Gloria put her knife down and set her hand on her older brother’s tremendous arm, her gentle touch reliably soothing. “Of course you can, Barney, you needn’t be afraid. I’m sure she’ll say yes.”

“No, Gloria, it’s … it’s not that. I guess she will too, I’m not afraid of that.”

“You … you’re not?”

“It’s you, Gloria, I can’t marry ‘lest you’re marrying too.”

Gloria’s head tilted a bit on her neck as she digested this new information. “Me?”

“I can’t leave you alone in the world, Gloria, I can’t. I have to take care of you, we have to take care of each other.”
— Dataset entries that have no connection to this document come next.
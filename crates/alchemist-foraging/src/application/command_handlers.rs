//! Command handlers for the Foraging context.
//!
//! This module contains application-level command handler functions that
//! orchestrate domain logic: check the daily gate, run the engine, persist
//! the resulting records.

use std::sync::Mutex;

use alchemist_catalog::domain::catalog::CatalogPort;
use alchemist_core::clock::Clock;
use alchemist_core::command::Command;
use alchemist_core::error::DomainError;
use alchemist_core::repository::{RecordRepository, StoredRecord};
use alchemist_core::rng::DeterministicRng;
use alchemist_core::talents::TalentConfig;
use alchemist_inventory::domain::pantry::{CollectedIngredient, Pantry};
use tracing::{debug, info, instrument, warn};

use crate::domain::attempt::{
    FORAGE_ATTEMPT_RECORD_TYPE, ForageAttempt, INGREDIENT_COLLECTED_RECORD_TYPE,
};
use crate::domain::commands::ForageIngredient;
use crate::domain::config::ForagingConfig;
use crate::domain::gate;

/// A completed foraging attempt and what it added to the pantry.
#[derive(Debug, Clone)]
pub struct ForageReport {
    /// The stored attempt.
    pub attempt: ForageAttempt,
    /// The pantry entry the ingredient went into, after collection.
    pub collected: Option<CollectedIngredient>,
}

/// Result of a foraging request.
#[derive(Debug, Clone)]
pub enum ForageOutcome {
    /// The player has used up today's attempts. Nothing was rolled or stored.
    LimitExceeded {
        /// The configured daily limit.
        limit: u32,
        /// Attempts already recorded today. When the attempt lost the race
        /// for the last slot, the store refused it for being at the limit,
        /// so this is the limit itself rather than a fresh count.
        attempts_today: u32,
    },
    /// The attempt was rolled and stored.
    Completed(ForageReport),
}

/// Handles the `ForageIngredient` command: checks the daily gate, performs
/// the attempt, stores it under the daily limit, and collects any
/// ingredient into the pantry.
///
/// The `Mutex` is locked only around the synchronous domain call to avoid
/// holding a `MutexGuard` across await points.
///
/// # Errors
///
/// Returns `DomainError` if the repository fails, the catalog pool for a
/// successful roll is empty, or the RNG mutex is poisoned.
#[allow(clippy::too_many_arguments)]
#[instrument(
    skip_all,
    fields(
        player_id = %command.player_id,
        region = %command.region,
        correlation_id = %command.correlation_id,
    )
)]
pub async fn handle_forage(
    command: &ForageIngredient,
    config: &ForagingConfig,
    talents: &TalentConfig,
    catalog: &dyn CatalogPort,
    clock: &dyn Clock,
    rng: &Mutex<dyn DeterministicRng + Send>,
    pantry: &mut Pantry,
    repo: &dyn RecordRepository,
) -> Result<ForageOutcome, DomainError> {
    let since = clock.start_of_day();
    let attempts_today = repo
        .count_records_since(command.player_id(), FORAGE_ATTEMPT_RECORD_TYPE, since)
        .await?;

    let remaining = gate::remaining(config.daily_limit, attempts_today);
    if !gate::check(remaining) {
        warn!(attempts_today, limit = config.daily_limit, "daily forage limit reached");
        return Ok(ForageOutcome::LimitExceeded {
            limit: config.daily_limit,
            attempts_today,
        });
    }

    // Lock RNG only for the synchronous domain call, never across an await.
    let attempt = {
        let mut rng_guard = rng
            .lock()
            .map_err(|e| DomainError::Infrastructure(format!("RNG mutex poisoned: {e}")))?;
        ForageAttempt::perform(command, talents, catalog, clock, &mut *rng_guard)?
    };
    debug!(
        natural_roll = attempt.natural_roll,
        second_roll = ?attempt.second_roll,
        total_roll = attempt.total_roll,
        rarity = %attempt.rarity,
        "forage check resolved"
    );

    let record = StoredRecord::from_payload(
        attempt.id,
        attempt.player_id,
        FORAGE_ATTEMPT_RECORD_TYPE,
        &attempt,
        command.correlation_id(),
        attempt.timestamp,
    )?;
    if !repo
        .append_if_under_limit(record, since, config.daily_limit)
        .await?
    {
        warn!(limit = config.daily_limit, "forage attempt lost the race for the last daily slot");
        return Ok(ForageOutcome::LimitExceeded {
            limit: config.daily_limit,
            attempts_today: config.daily_limit,
        });
    }

    let collected = match &attempt.ingredient {
        Some(ingredient) => {
            let entry =
                pantry.preview_collect(ingredient.clone(), attempt.quantity, attempt.id, clock);
            let record = StoredRecord::from_payload(
                entry.id,
                attempt.player_id,
                INGREDIENT_COLLECTED_RECORD_TYPE,
                &entry,
                command.correlation_id(),
                clock.now(),
            )?;
            repo.append_records(&[record]).await?;
            Some(pantry.store(entry).clone())
        }
        None => None,
    };

    info!(
        attempt_id = %attempt.id,
        success = attempt.success,
        rarity = %attempt.rarity,
        quantity = attempt.quantity,
        "forage attempt completed"
    );

    Ok(ForageOutcome::Completed(ForageReport { attempt, collected }))
}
“Oh, Barney, of course we do, and we always will. But that doesn’t mean we have to spend the rest of our lives here together alone on this ranch.”

“We have Manuel!”

Gloria couldn’t help but chuckle. “Yes, Barney, we do have Manuel. And we have each other. But that’s not going to be enough for either of us, Barney. Not forever. After Mother and Father died, we had to stick together, you’re right. And thank God we had each other to cling to, and I thank him every day that we always will.”

“We’re family,” Barney said, “and that’s more important than anything else, you always said!”

“And it’s true, Barney, it really is. But marriage, children, new generations, that’s part of family too. A big, big part.”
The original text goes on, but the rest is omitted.